Dal lato B di Serena Grandi ai pudori di Stefania Sandrelli, dalle telefonate spinte di Fellini ai privé di Parigi... A 80 anni compiuti, e dopo la malattia che ne limita i movimenti, il regista si racconta (con pochi veli)

Tinto Brass indossa ciabattone di feltro, un pigiama a righe rosse e blu e guarda con voluttà un cartone animato della Pixar in televisione. Accavallare la gamba sinistra sopra la destra è l’unico gesto che le sue estremità di ottantenne compiono ancora con una certa disinvoltura, dopo l’emorragia cerebrale dell’aprile 2010 che per poco non gli ha tolto la memoria e l’uso della parola. «Quando s’è svegliato, l’unica cosa che riusciva a dire comprensibilmente era “come sei bella, come sei bella...”» ricorda Caterina Varzi, avvocato e «psicoanalista dell’amore», che si considera la sua donna sebbene viva in un’altra casa («Tra noi, la possessione intellettuale ha sostituito quella carnale») e abbia da anni un compagno che per Brass, giura, è diventato «come un fratello minore». «Per il resto, se gli dicevi La chiave, Claudia Koll, Stefania Sandrelli, era buio totale, non ricordava nulla» continua Caterina, commossa ma ancora sufficientemente presente da schivare una zampata del maestro, repentina, volta a palparle il seno prosperoso.

È stata lei a raccoglierlo da terra, nel bagno di un hotel di Vicenza, per portarlo all’ospedale della città. Ed è stata ancora lei a chiudersi nel suo archivio per 3 anni andando a ripescare foto, articoli di giornale, copioni, pellicole dimenticate, per riverniciare lentamente di ricordi la mente resettata di Brass. Un processo neurosentimentale tuttora in corso e che ha creato fra loro una curiosa simbiosi: ciascuno termina e chiarisce i pensieri dell’altro, come due cloni, anime gemelle, due piccioncini all’ospizio.

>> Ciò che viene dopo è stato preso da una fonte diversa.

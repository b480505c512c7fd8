//! Status-change notifications
//!
//! Notifications are sent after commit on a spawned task. A failed delivery
//! is retried a bounded number of times, then logged and counted; it never
//! affects the committed change.

use crate::engine::metrics::WorkflowMetrics;
use crate::error::{Result, WorkflowError};
use async_trait::async_trait;
use chrono::{DateTime, Utc};
use cofund_core::{ActingUser, EntityId, EntityKind, MemberId, Status, UserId};
use dashmap::DashMap;
use serde::{Deserialize, Serialize};
use std::collections::VecDeque;
use std::fmt;
use std::sync::Arc;
use std::time::Duration;
use tokio::task::JoinHandle;
use tracing::{info, warn};
use uuid::Uuid;

/// Who receives a notification
#[derive(Debug, Clone, PartialEq, Eq, Hash, PartialOrd, Ord, Serialize, Deserialize)]
#[serde(tag = "type", content = "id", rename_all = "snake_case")]
pub enum Recipient {
    User(UserId),
    Role(String),
}

impl fmt::Display for Recipient {
    fn fmt(&self, f: &mut fmt::Formatter<'_>) -> fmt::Result {
        match self {
            Recipient::User(id) => write!(f, "user:{}", id),
            Recipient::Role(role) => write!(f, "role:{}", role),
        }
    }
}

/// A committed change worth telling someone about
#[derive(Debug, Clone, PartialEq, Eq, Serialize, Deserialize)]
pub struct WorkflowEvent {
    pub kind: EntityKind,
    pub entity_id: EntityId,
    pub member_id: MemberId,
    /// Transition or operation name
    pub action: String,
    pub from: Option<Status>,
    pub to: Status,
    pub actor: UserId,
    pub at: DateTime<Utc>,
}

impl WorkflowEvent {
    pub fn summary(&self) -> String {
        match self.from {
            Some(from) => format!(
                "{} {} moved from {} to {} ({})",
                self.kind, self.entity_id, from, self.to, self.action
            ),
            None => format!("{} {} {} as {}", self.kind, self.entity_id, self.action, self.to),
        }
    }
}

/// Notification channel
#[async_trait]
pub trait Notifier: Send + Sync {
    async fn send(&self, recipients: &[Recipient], event: &WorkflowEvent) -> Result<()>;
}

/// Writes notifications to the log
#[derive(Debug, Clone, Copy, Default)]
pub struct LogNotifier;

#[async_trait]
impl Notifier for LogNotifier {
    async fn send(&self, recipients: &[Recipient], event: &WorkflowEvent) -> Result<()> {
        for recipient in recipients {
            info!(
                recipient = %recipient,
                kind = %event.kind,
                entity = %event.entity_id,
                action = %event.action,
                to = %event.to,
                "Notification"
            );
        }
        Ok(())
    }
}

/// A stored in-app notification
#[derive(Debug, Clone, PartialEq, Eq, Serialize, Deserialize)]
pub struct InAppNotification {
    pub id: Uuid,
    pub recipient: Recipient,
    pub message: String,
    pub event: WorkflowEvent,
}

/// Notifications kept per recipient before the oldest are dropped
pub const DEFAULT_INBOX_CAPACITY: usize = 100;

/// Keeps the most recent notifications per recipient for retrieval by the user
#[derive(Debug)]
pub struct InAppNotifier {
    inbox: DashMap<Recipient, VecDeque<InAppNotification>>,
    capacity: usize,
}

impl Default for InAppNotifier {
    fn default() -> Self {
        Self::with_capacity(DEFAULT_INBOX_CAPACITY)
    }
}

impl InAppNotifier {
    pub fn new() -> Self {
        Self::default()
    }

    /// Inbox keeping at most `capacity` notifications per recipient
    /// (at least one)
    pub fn with_capacity(capacity: usize) -> Self {
        Self {
            inbox: DashMap::new(),
            capacity: capacity.max(1),
        }
    }

    pub fn capacity(&self) -> usize {
        self.capacity
    }

    /// Notifications addressed to the user directly or to their role
    pub fn notifications_for(&self, user: &ActingUser) -> Vec<InAppNotification> {
        let mut keys = vec![Recipient::User(user.id.clone())];
        if let Some(role) = &user.role {
            keys.push(Recipient::Role(role.clone()));
        }

        let mut out: Vec<_> = keys
            .iter()
            .filter_map(|k| self.inbox.get(k).map(|v| v.iter().cloned().collect::<Vec<_>>()))
            .flatten()
            .collect();
        out.sort_by(|a, b| a.event.at.cmp(&b.event.at).then(a.id.cmp(&b.id)));
        out
    }

    pub fn len(&self) -> usize {
        self.inbox.iter().map(|e| e.value().len()).sum()
    }

    pub fn is_empty(&self) -> bool {
        self.len() == 0
    }
}

#[async_trait]
impl Notifier for InAppNotifier {
    async fn send(&self, recipients: &[Recipient], event: &WorkflowEvent) -> Result<()> {
        let message = event.summary();
        for recipient in recipients {
            let mut queue = self.inbox.entry(recipient.clone()).or_default();
            if queue.len() >= self.capacity {
                queue.pop_front();
            }
            queue.push_back(InAppNotification {
                id: Uuid::new_v4(),
                recipient: recipient.clone(),
                message: message.clone(),
                event: event.clone(),
            });
        }
        Ok(())
    }
}

/// Sends to several notifiers; fails if any of them fails
pub struct FanoutNotifier {
    notifiers: Vec<Arc<dyn Notifier>>,
}

impl FanoutNotifier {
    pub fn new(notifiers: Vec<Arc<dyn Notifier>>) -> Self {
        Self { notifiers }
    }
}

#[async_trait]
impl Notifier for FanoutNotifier {
    async fn send(&self, recipients: &[Recipient], event: &WorkflowEvent) -> Result<()> {
        let mut failures = Vec::new();
        for notifier in &self.notifiers {
            if let Err(e) = notifier.send(recipients, event).await {
                failures.push(e.to_string());
            }
        }
        if failures.is_empty() {
            Ok(())
        } else {
            Err(WorkflowError::Notification(failures.join("; ")))
        }
    }
}

/// Retrying, fire-and-forget delivery
#[derive(Clone)]
pub struct NotificationDispatcher {
    notifier: Arc<dyn Notifier>,
    max_attempts: u32,
    backoff: Duration,
    metrics: Option<Arc<WorkflowMetrics>>,
}

impl NotificationDispatcher {
    pub fn new(notifier: Arc<dyn Notifier>, max_attempts: u32, backoff: Duration) -> Self {
        Self {
            notifier,
            max_attempts: max_attempts.max(1),
            backoff,
            metrics: None,
        }
    }

    pub fn with_metrics(mut self, metrics: Arc<WorkflowMetrics>) -> Self {
        self.metrics = Some(metrics);
        self
    }

    /// Deliver on a background task.
    ///
    /// The handle resolves to whether delivery eventually succeeded; callers
    /// are free to drop it.
    pub fn dispatch(&self, recipients: Vec<Recipient>, event: WorkflowEvent) -> JoinHandle<bool> {
        let dispatcher = self.clone();
        tokio::spawn(async move { dispatcher.deliver(&recipients, &event).await })
    }

    async fn deliver(&self, recipients: &[Recipient], event: &WorkflowEvent) -> bool {
        if recipients.is_empty() {
            return true;
        }

        for attempt in 1..=self.max_attempts {
            match self.notifier.send(recipients, event).await {
                Ok(()) => return true,
                Err(e) => {
                    warn!(
                        attempt,
                        max_attempts = self.max_attempts,
                        entity = %event.entity_id,
                        action = %event.action,
                        error = %e,
                        "Notification delivery failed"
                    );
                    if attempt < self.max_attempts {
                        tokio::time::sleep(self.backoff * attempt).await;
                    }
                }
            }
        }

        warn!(
            entity = %event.entity_id,
            action = %event.action,
            recipients = recipients.len(),
            "Giving up on notification"
        );
        if let Some(metrics) = &self.metrics {
            metrics.record_notification_failure();
        }
        false
    }
}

Tinto alza in aria i ricordi, spesso vaghi, poco più che sbuffi di fumo. Caterina (che lui ha ribattezzato con delicata autoironia «la mia musa ermeneutica») circostanzia, incoraggia, spinge: «Ma sì, che facevate lo scambio di coppia, dai, Tinto, racconta al giornalista...». Un lavoro di ricostruzione convogliato ora in un documentario firmato da Massimiliano Zanin (da 10 anni suo cosceneggiatore) e che il 30 agosto verrà proiettato alla Mostra del cinema di Venezia. Un lavoro esplicitamente di riscatto, intitolato IsTintoBrAss, per far conoscere il cineasta politico degli anni Sessanta e Settanta, quello che Umberto Eco chiamava a dirigere documentari per conto della Triennale di Milano e che Alberto Moravia esaltava (anche se per sua ammissione non capiva) sulle colonne dell’Espresso.

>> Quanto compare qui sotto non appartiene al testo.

//! Prometheus metrics for workflow observability

use crate::error::Result;
use prometheus::{
    Encoder, HistogramOpts, HistogramVec, IntCounter, IntCounterVec, Opts, Registry, TextEncoder,
};
use std::time::Duration;

/// Workflow metrics on their own registry
pub struct WorkflowMetrics {
    registry: Registry,

    /// Operations by kind, operation and outcome
    operations: IntCounterVec,

    /// Operation latency by kind and operation
    duration: HistogramVec,

    /// Notifications that exhausted their retries
    notifications_failed: IntCounter,
}

impl WorkflowMetrics {
    pub fn new() -> Result<Self> {
        let registry = Registry::new_custom(Some("cofund".to_string()), None)?;

        let operations = IntCounterVec::new(
            Opts::new("transitions_total", "Workflow operations by outcome"),
            &["kind", "operation", "outcome"],
        )?;
        let duration = HistogramVec::new(
            HistogramOpts::new(
                "transition_duration_seconds",
                "Workflow operation latency",
            )
            .buckets(vec![0.001, 0.005, 0.01, 0.025, 0.05, 0.1, 0.25, 0.5, 1.0]),
            &["kind", "operation"],
        )?;
        let notifications_failed = IntCounter::new(
            "notifications_failed_total",
            "Notifications dropped after the last retry",
        )?;

        registry.register(Box::new(operations.clone()))?;
        registry.register(Box::new(duration.clone()))?;
        registry.register(Box::new(notifications_failed.clone()))?;

        Ok(Self {
            registry,
            operations,
            duration,
            notifications_failed,
        })
    }

    pub fn record_operation(&self, kind: &str, operation: &str, outcome: &str, elapsed: Duration) {
        self.operations
            .with_label_values(&[kind, operation, outcome])
            .inc();
        self.duration
            .with_label_values(&[kind, operation])
            .observe(elapsed.as_secs_f64());
    }

    pub fn record_notification_failure(&self) {
        self.notifications_failed.inc();
    }

    pub fn operations_total(&self, kind: &str, operation: &str, outcome: &str) -> u64 {
        self.operations
            .with_label_values(&[kind, operation, outcome])
            .get()
    }

    pub fn notifications_failed(&self) -> u64 {
        self.notifications_failed.get()
    }

    pub fn registry(&self) -> &Registry {
        &self.registry
    }

    /// Text exposition format
    pub fn render(&self) -> Result<String> {
        let mut buffer = Vec::new();
        TextEncoder::new().encode(&self.registry.gather(), &mut buffer)?;
        String::from_utf8(buffer)
            .map_err(|e| crate::error::WorkflowError::Internal(format!("metrics output: {}", e)))
    }
}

Un film strabordante d’interviste rivelatrici a Franco Nero, Gigi Proietti, Gore Vidal, e a un’innamorata Helen Mirren, protagonista del pornokolossal brassiano Caligola: «Tinto marcia a velocità diversa rispetto agli uomini che ho incontrato nella mia carriera» concede la diva «per me lui rappresenta l’amore assoluto per la vita».

Brass, la vita si fa amare anche adesso, chiusi in casa e malati?
Certo. Sono parzialmente invalido, lo so, ma vivo questo momento con semplicità e pazienza. E mi convinco sempre più che la serenità che provo oggi sia conseguenza diretta di come ho vissuto tutta l’esistenza: ho molto goduto, immaginato, immagazzinato, e mi sono espresso senza paura. Ecco perché accetto questa fase difficile e il suo prezzo mi pare equo. Gli anziani arrabbiati con la vita mi fanno pietà.

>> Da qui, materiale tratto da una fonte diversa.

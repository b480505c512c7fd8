//! In-memory workflow store
//!
//! A transaction holds the store-wide mutex from `begin` until it is
//! committed or dropped, so units of work are fully serialized. Writes are
//! staged and applied only on commit.

use super::{ListFilter, StoreTransaction, WorkflowStore};
use crate::audit::{AuditEntry, AuditQuery};
use crate::error::{Result, WorkflowError};
use crate::types::EntityRecord;
use async_trait::async_trait;
use cofund_core::{EntityId, EntityKind};
use std::collections::HashMap;
use std::sync::Arc;
use tokio::sync::{Mutex, OwnedMutexGuard};

type Key = (EntityKind, EntityId);

#[derive(Debug, Default)]
struct MemoryState {
    entities: HashMap<Key, EntityRecord>,
    audit: Vec<AuditEntry>,
}

/// In-memory store for tests and single-process deployments
#[derive(Debug, Clone, Default)]
pub struct InMemoryStore {
    state: Arc<Mutex<MemoryState>>,
}

impl InMemoryStore {
    pub fn new() -> Self {
        Self::default()
    }

    /// Number of stored records, deleted ones included
    pub async fn len(&self) -> usize {
        self.state.lock().await.entities.len()
    }

    pub async fn is_empty(&self) -> bool {
        self.len().await == 0
    }
}

#[async_trait]
impl WorkflowStore for InMemoryStore {
    async fn begin(&self) -> Result<Box<dyn StoreTransaction>> {
        let guard = self.state.clone().lock_owned().await;
        Ok(Box::new(MemoryTransaction {
            guard,
            staged: HashMap::new(),
            audit: Vec::new(),
        }))
    }

    async fn get(&self, kind: EntityKind, id: EntityId) -> Result<Option<EntityRecord>> {
        Ok(self.state.lock().await.entities.get(&(kind, id)).cloned())
    }

    async fn list(&self, kind: EntityKind, filter: ListFilter) -> Result<Vec<EntityRecord>> {
        let state = self.state.lock().await;
        let mut records: Vec<_> = state
            .entities
            .values()
            .filter(|r| r.kind == kind && filter.matches(r))
            .cloned()
            .collect();
        records.sort_by(|a, b| a.created_at.cmp(&b.created_at).then(a.id.cmp(&b.id)));
        Ok(records)
    }

    async fn audit_entries(&self, query: &AuditQuery) -> Result<Vec<AuditEntry>> {
        let state = self.state.lock().await;
        let matching = state.audit.iter().filter(|e| query.matches(e)).cloned();
        Ok(if query.limit > 0 {
            matching.take(query.limit).collect()
        } else {
            matching.collect()
        })
    }
}

struct MemoryTransaction {
    guard: OwnedMutexGuard<MemoryState>,
    /// `None` marks a staged removal
    staged: HashMap<Key, Option<EntityRecord>>,
    audit: Vec<AuditEntry>,
}

impl MemoryTransaction {
    fn current(&self, key: &Key) -> Option<&EntityRecord> {
        match self.staged.get(key) {
            Some(staged) => staged.as_ref(),
            None => self.guard.entities.get(key),
        }
    }
}

#[async_trait]
impl StoreTransaction for MemoryTransaction {
    async fn lock(&mut self, kind: EntityKind, id: EntityId) -> Result<Option<EntityRecord>> {
        Ok(self.current(&(kind, id)).cloned())
    }

    async fn insert(&mut self, record: &EntityRecord) -> Result<()> {
        let key = (record.kind, record.id);
        if self.current(&key).is_some() {
            return Err(WorkflowError::Persistence(format!(
                "{} {} already exists",
                record.kind, record.id
            )));
        }
        self.staged.insert(key, Some(record.clone()));
        Ok(())
    }

    async fn update(&mut self, record: &EntityRecord) -> Result<()> {
        let key = (record.kind, record.id);
        let stored = self.current(&key).map(|r| r.version).ok_or_else(|| {
            WorkflowError::Persistence(format!("{} {} does not exist", record.kind, record.id))
        })?;

        if stored + 1 != record.version {
            return Err(WorkflowError::Persistence(format!(
                "version conflict on {} {}: stored {}, got {}",
                record.kind, record.id, stored, record.version
            )));
        }

        self.staged.insert(key, Some(record.clone()));
        Ok(())
    }

    async fn remove(&mut self, kind: EntityKind, id: EntityId) -> Result<()> {
        let key = (kind, id);
        if self.current(&key).is_none() {
            return Err(WorkflowError::Persistence(format!("{} {} does not exist", kind, id)));
        }
        self.staged.insert(key, None);
        Ok(())
    }

    async fn append_audit(&mut self, entry: &AuditEntry) -> Result<()> {
        self.audit.push(entry.clone());
        Ok(())
    }

    async fn commit(self: Box<Self>) -> Result<()> {
        let MemoryTransaction {
            mut guard,
            staged,
            audit,
        } = *self;

        for (key, record) in staged {
            match record {
                Some(record) => {
                    guard.entities.insert(key, record);
                }
                None => {
                    guard.entities.remove(&key);
                }
            }
        }
        guard.audit.extend(audit);
        Ok(())
    }
}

È un antidoto sufficiente contro la tentazione del suicidio?
Lo pensavo. Eppure, ho molto pensato al suicidio, in ospedale, per notti intere. Poi un giorno è arrivata Caterina con la registrazione del Disertore di Boris Vian, e benché facessi fatica a esprimere i concetti più elementari ho cantato tutte le parole, in francese, non chiedetemi come. Allora ho capito che la vita era ancora aggrappata a me e non voleva mollarmi.

Quindi non finirà tutto con un salto dal balcone, come Mario Monicelli.
Vedremo. A novant’anni è un gesto concepibile, e realizzabile.

Nei momenti difficili le veniva in soccorso il ricordo degli occhi di sua moglie Carla o l’immagine del fondoschiena di una delle sue attrici?
Il culo delle attrici, che domande...

Il più terapeutico di tutti?
Quello di Serena Grandi, senza dubbio. Ma la verità è che molti dei miei personaggi femminili li ho modellati proprio pensando a mia moglie, donna assolutamente libera e scopatrice intrepida. Da ragazzi, a Venezia, l’andavo a prendere in barca all’Harry’s Bar e poi vogavo alla vallesana, che in veneto si dice «schopòn», fino alle secche di San Giorgio. Lì facevamo sesso e poi la riportavo al lavoro. Per tutto il tragitto lei sollevava la gonnellina al vento, per farmi eccitare. Aveva un’immaginazione fervida, la Tinta.

Così fervida che forse, firmando le sceneggiature dei suoi ultimi film, l’ha spinta verso il soft porno piuttosto che verso il cinema erotico...
Beh, non c’è dubbio che quando scrivevo una scena erotica e gliela facevo leggere a lei pareva sempre troppo casta. E aggiungeva particolari.

Parla così spesso di lei come risarcimento per averla tradita tutta la vita?
Macché. Sono stati cinquant’anni bellissimi. Insieme provavamo le scene di sesso da far realizzare agli attori sul set, in modo che al momento cruciale non facessero storie.

Chi è che faceva storie?
Per esempio Stefania Sandrelli, sul set della Chiave. Diceva che certe posizioni, da dietro, erano umanamente impossibili. Allora io chiamavo la Tinta che, da donna a donna, la rincuorava sulla loro fattibilità tecnica.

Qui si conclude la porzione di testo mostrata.